Experts were digesting the G20’s “historic” trillion-dollar bid to pull the world out of recession after Gordon Brown hailed the creation of a “new world order”.
After two days of intense negotiation with his fellow leaders, the Prime Minister claimed victory last night, saying: “This is the day that the world came together to fight back against the global recession, not with words but with a plan for global recovery and reform.
“Today’s decisions, of course, will not immediately solve the crisis, but we have begun the process by which it will solved.”
US president Barack Obama – who flies out of Britain today – was effusive in his praise for Mr Brown’s chairmanship, and branded the outcome “a turning point in our pursuit of global economic recovery”.
There had been fears of tensions with French president Nicolas Sarkozy and German chancellor Angela Merkel.
In the event, both proclaimed themselves satisfied, having secured tough curbs on tax havens and hedge funds.
Mr Sarkozy said “a page has been turned” on the “Anglo Saxon” financial model, while Mrs Merkel said it represented “a very, very good, almost historic compromise”.
But there were no firm commitments to a new fiscal stimulus – which many believed Mr Brown and Mr Obama were hoping for.
The deal prompted a surge of confidence in the City, with the FTSE 100 breaking the 4000 barrier for the first time in six weeks, to close up 169.4 points at 4125.
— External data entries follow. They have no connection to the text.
//! 请求处理器
//!
//! 请求体按原始字节接收后自行解析，保证格式错误也返回统一的
//! `{error, success: false}` 结构。

use super::{
    server::RelayState,
    types::{ChatPayload, ChatReply, ChatRequest, SummarisePayload, SummariseRequest, SummaryReply},
    RelayError,
};
use axum::{body::Bytes, extract::State, Json};
use serde::de::DeserializeOwned;
use serde_json::{json, Value};
use std::time::Instant;
use uuid::Uuid;

/// 健康检查
pub async fn health_check() -> Json<Value> {
    Json(json!({ "status": "ok" }))
}

/// 处理 /chat 请求
pub async fn handle_chat(
    State(state): State<RelayState>,
    body: Bytes,
) -> Result<Json<ChatReply>, RelayError> {
    let request_id = Uuid::new_v4();
    let start = Instant::now();

    let request = parse_body::<ChatPayload>(&body).and_then(ChatRequest::try_from);
    let result = match request {
        Ok(request) => {
            log::info!(
                "[Chat] [{request_id}] provider={}, 消息数={}",
                request.provider,
                request.messages.len()
            );
            state.chat.chat(&request).await
        }
        Err(e) => Err(e),
    };

    finish("Chat", request_id, start, &result);
    result.map(|reply| {
        Json(ChatReply {
            reply,
            success: true,
        })
    })
}

/// 处理 /summarise 请求
pub async fn handle_summarise(
    State(state): State<RelayState>,
    body: Bytes,
) -> Result<Json<SummaryReply>, RelayError> {
    let request_id = Uuid::new_v4();
    let start = Instant::now();

    let result = match parse_body::<SummarisePayload>(&body).and_then(SummariseRequest::try_from)
    {
        Ok(request) => {
            log::info!(
                "[Summarise] [{request_id}] 内容长度={}",
                request.content.chars().count()
            );
            state.summarise.summarise(&request).await
        }
        Err(e) => Err(e),
    };

    finish("Summarise", request_id, start, &result);
    result.map(|summary| {
        Json(SummaryReply {
            summary,
            success: true,
        })
    })
}

/// /chat 与 /summarise 的非 POST 请求
pub async fn method_not_allowed() -> RelayError {
    RelayError::MethodNotAllowed
}

fn parse_body<T: DeserializeOwned>(body: &[u8]) -> Result<T, RelayError> {
    serde_json::from_slice(body)
        .map_err(|e| RelayError::precondition(format!("请求体不是合法 JSON: {e}")))
}

fn finish(tag: &str, request_id: Uuid, start: Instant, result: &Result<String, RelayError>) {
    let latency_ms = start.elapsed().as_millis();
    match result {
        Ok(reply) => log::info!(
            "[{tag}] [{request_id}] 完成 - {latency_ms}ms, 回复长度={}",
            reply.chars().count()
        ),
        Err(e) => log::warn!(
            "[{tag}] [{request_id}] 失败 ({}) - {latency_ms}ms: {e}",
            e.status_code().as_u16()
        ),
    }
}

#[cfg(test)]
mod tests {
    use super::*;

    #[test]
    fn test_parse_body_rejects_invalid_json() {
        let err = parse_body::<ChatPayload>(b"{not json").unwrap_err();
        assert!(matches!(err, RelayError::Precondition(_)));
    }

    #[test]
    fn test_parse_body_rejects_wrong_field_type() {
        let err = parse_body::<ChatPayload>(br#"{"messages": "hi"}"#).unwrap_err();
        assert!(matches!(err, RelayError::Precondition(_)));
    }

    #[test]
    fn test_parse_body_accepts_empty_object() {
        let payload = parse_body::<SummarisePayload>(b"{}").unwrap();
        assert!(payload.content.is_none());
    }
}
The key plank of the deal is an injection of £1.1 trillion (€810bn) of additional resources for the International Monetary Fund (IMF) and other international institutions – the biggest increase in their history, according to Mr Brown.
The IMF’s resources will be trebled from $250bn (€186bn) to $750bn (€558bn) dollars, while the special drawing rights made available by the IMF – which can be converted by national governments into currency for a swift injection of liquidity into their economies – will be increased by a further $250bn.
There will a $250bn trade support package through the World Bank, while lending to low-income countries by the multilateral development banks - including the World Bank – will be increased by at least $100bn (€74bn).
The international financial regulatory system will be extended to cover all systemically important institutions – including some hedge funds and other elements of the so-called “shadow” banking system.
A new financial stability board will be established to work with the IMF to spot developing risks in the financial system and provide early warning of emerging problems.
Tax havens which refuse to accept international rules will face sanctions, with the Organisation for Economic Co-operation and Development publishing a list of those that failed to meet the new standards.
On trade, there are commitments not to retreat into protectionism and to reach a conclusion on the currently stalled world trade talks – although crucially there is no timetable.
The leaders also confirmed that there would be a further G20 summit later this year – expected to be in New York in September – to monitor progress on meeting the commitments in the deal.